Several command-line text editors are installed by default, including nano, vim, and emacs.
If you need software that is not already installed or available via module, it is recommended that you build it from source in your home directory. Check the documentation for the software for instructions on how to do that. If you run into issues or your software is not available in source form, please email the system admin Pete Morris (morrispj) or the faculty contact Mike Lam (lam2mo) to request assistance.
On-campus Access
The login node of the newer cluster is accessible via SSH as
login02.cluster.cs.jmu.edu
from the campus network.
It is recommended that you set up public/private key SSH access from your most frequent point of access machines (e.g., your personal laptop). To do this, first generate a public/private keypair from a terminal if you have never done so on that machine:
ssh-keygen -t rsa
If prompted, accept the default location and passphrase options by pressing enter twice. Then, copy the public key to the login node using one of the following commands based on your machine's operating system (run in a terminal open in your home folder):
(on Linux or macOS) ssh-copy-id <eid>@login02.cluster.cs.jmu.edu (on Windows) type .ssh\id_rsa.pub | ssh <eid>@login02.cluster.cs.jmu.edu "cat >> .ssh/authorized_keys"

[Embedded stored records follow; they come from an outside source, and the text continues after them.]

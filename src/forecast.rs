//! Discretized consumption, production, and price forecasts.

mod adapter;
mod point;

use chrono::{NaiveDateTime, TimeDelta};

pub use self::{
    adapter::{ForecastAdapter, RawSample},
    point::{ForecastPoint, effective_confidence},
};
use crate::{
    interval::Interval,
    quantity::time::Hours,
    tariff::TariffSchedule,
};

#[derive(Clone, Debug, PartialEq, Eq, thiserror::Error)]
pub enum InvalidForecastError {
    #[error("slot width must be positive")]
    NonPositiveSlotWidth,

    #[error("slot width {actual} does not match the configured {expected}")]
    SlotWidthMismatch { expected: TimeDelta, actual: TimeDelta },

    #[error("point #{index} is not after the previous one")]
    NotIncreasing { index: usize },

    #[error("point #{index} does not follow the previous one by exactly one slot")]
    NonUniform { index: usize },

    #[error("point #{index} has a non-finite value")]
    NonFinite { index: usize },

    #[error("the horizon of {n_slots} slots exceeds the maximum of {max_slots}")]
    HorizonTooLong { n_slots: usize, max_slots: usize },

    #[error("sample #{index} starts before the previous one ends")]
    UnorderedSamples { index: usize },

    #[error("sample #{index} has a non-positive duration")]
    EmptySample { index: usize },

    #[error("no sample covers {at}")]
    Gap { at: NaiveDateTime },

    #[error("no rate is known for {at}")]
    MissingRate { at: NaiveDateTime },
}

/// Ordered, time-contiguous sequence of uniform slots spanning the optimization horizon.
///
/// Invariant: strictly increasing timestamps spaced by exactly one slot width, no gaps.
#[must_use]
#[derive(Clone, Debug)]
pub struct Forecast {
    slot_width: TimeDelta,
    points: Vec<ForecastPoint>,
}

impl Forecast {
    pub const fn empty(slot_width: TimeDelta) -> Self {
        Self { slot_width, points: Vec::new() }
    }

    pub fn try_new(
        slot_width: TimeDelta,
        points: Vec<ForecastPoint>,
    ) -> Result<Self, InvalidForecastError> {
        if slot_width <= TimeDelta::zero() {
            return Err(InvalidForecastError::NonPositiveSlotWidth);
        }
        for (index, point) in points.iter().enumerate() {
            if !point.is_finite() {
                return Err(InvalidForecastError::NonFinite { index });
            }
            if index == 0 {
                continue;
            }
            let step = point.timestamp - points[index - 1].timestamp;
            if step <= TimeDelta::zero() {
                return Err(InvalidForecastError::NotIncreasing { index });
            }
            if step != slot_width {
                return Err(InvalidForecastError::NonUniform { index });
            }
        }
        Ok(Self { slot_width, points })
    }

    #[must_use]
    pub const fn slot_width(&self) -> TimeDelta {
        self.slot_width
    }

    pub fn slot_hours(&self) -> Hours {
        Hours::from(self.slot_width)
    }

    #[must_use]
    pub const fn len(&self) -> usize {
        self.points.len()
    }

    #[must_use]
    pub const fn is_empty(&self) -> bool {
        self.points.is_empty()
    }

    #[must_use]
    pub fn points(&self) -> &[ForecastPoint] {
        &self.points
    }

    pub fn interval(&self, index: usize) -> Interval {
        Interval::starting_at(self.points[index].timestamp, self.slot_width)
    }

    /// Whole forecast span, [`None`] for an empty forecast.
    #[must_use]
    pub fn horizon(&self) -> Option<Interval> {
        let first = self.points.first()?;
        let last = self.points.last()?;
        Some(Interval::new(first.timestamp, last.timestamp + self.slot_width))
    }

    /// Re-price every slot with the time-weighted average rate of the schedule.
    pub fn with_tariff(mut self, schedule: &TariffSchedule) -> Self {
        for point in &mut self.points {
            point.tariff_rate =
                schedule.average_rate(point.timestamp, point.timestamp + self.slot_width);
        }
        self
    }

    /// Drop the slots that have fully elapsed by `now`.
    pub fn since(mut self, now: NaiveDateTime) -> Self {
        let slot_width = self.slot_width;
        self.points.retain(|point| point.timestamp + slot_width > now);
        self
    }
}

Now you won't need to enter your password every time you log in from that machine. Here is a slightly longer tutorial if you'd like to learn a bit more about this process.

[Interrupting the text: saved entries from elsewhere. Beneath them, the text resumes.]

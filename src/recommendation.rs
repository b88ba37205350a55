//! Actionable suggestions derived from the plan and the savings attribution.

mod candidates;
mod ranker;

use std::fmt::{Display, Formatter};

use chrono::NaiveDateTime;
use comfy_table::Color;
use serde::Serialize;

pub use self::ranker::{Ranker, RankerBuilder, rank};
use crate::quantity::cost::Cost;

#[derive(Debug, Hash, Ord, PartialOrd, Serialize, clap::ValueEnum, enumset::EnumSetType)]
#[serde(rename_all = "snake_case")]
pub enum RecommendationKind {
    /// A fixed appliance would be cheaper to start later.
    ShiftAppliance,

    /// Large gap between the cheapest and the most expensive slot of a day.
    PriceSpread,

    /// Solar production that would be exported instead of consumed.
    SolarSurplus,

    /// Consumption concentrated in expensive periods.
    OffPeakUsage,
}

impl Display for RecommendationKind {
    fn fmt(&self, f: &mut Formatter<'_>) -> std::fmt::Result {
        match self {
            Self::ShiftAppliance => write!(f, "Shift appliance"),
            Self::PriceSpread => write!(f, "Price spread"),
            Self::SolarSurplus => write!(f, "Solar surplus"),
            Self::OffPeakUsage => write!(f, "Off-peak usage"),
        }
    }
}

impl RecommendationKind {
    pub const fn color(self) -> Color {
        match self {
            Self::ShiftAppliance => Color::Cyan,
            Self::PriceSpread => Color::DarkYellow,
            Self::SolarSurplus => Color::Green,
            Self::OffPeakUsage => Color::Blue,
        }
    }
}

#[derive(Clone, Debug, PartialEq, Serialize)]
pub struct Recommendation {
    pub kind: RecommendationKind,
    pub affected_entity: String,
    pub expected_saving: Cost,

    /// Certainty in `0.0..=1.0`.
    pub confidence: f64,

    /// One-based rank after the ranking, zero before.
    pub priority: usize,

    /// Earliest moment the suggestion applies to.
    pub earliest_start: NaiveDateTime,

    pub summary: String,
}

impl Recommendation {
    #[must_use]
    pub fn score(&self) -> f64 {
        self.confidence * self.expected_saving.0
    }
}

It is also recommended that you edit your ~/.ssh/config file to add an SSH alias. Here is an example entry:
Host cluster HostName login02.cluster.cs.jmu.edu User <eid>
Now you can log into the cluster from your machine simply by typing this command:
ssh cluster
The firewall settings for our data center eventually "time out" idle SSH connections. To prevent this, you can add the following to your ~/.ssh/config:
TCPKeepAlive yes ServerAliveInterval 15
Off-campus Access
If you are off-campus, you will need to proxy your SSH connection through an on-campus point of access (for CS students, this will probably be stu). To transparently proxy ssh sessions through stu, you can use the "-J" option if it is available:
ssh -J <eid>@stu.cs.jmu.edu <eid>@login02.cluster.cs.jmu.edu
Obviously, it is also recommended that you set up your ~/.ssh/config on your home machine so that you don't have to type all that every time. Assuming your SSH client supports it, you can even do this transparently by adding "ProxyJump stu" to the ~/.ssh/config configuration for the cluster host. Here is an example full SSH config file:
Host stu HostName stu.cs.jmu.edu User <eid> Host cluster HostName login02.cluster.cs.jmu.edu User <eid> ProxyJump stu
Properly configured, you should be able to log into the cluster from off-campus very easily and without having to enter your password with the following command in a terminal:
ssh cluster
In addition, with all of the above properly configured the VS Code Remote SSH extension should allow you to write programs for CS 470 using a graphical IDE on your personal computer (of course you can always just use a command-line text editor on the login node as well -- see the Software section above).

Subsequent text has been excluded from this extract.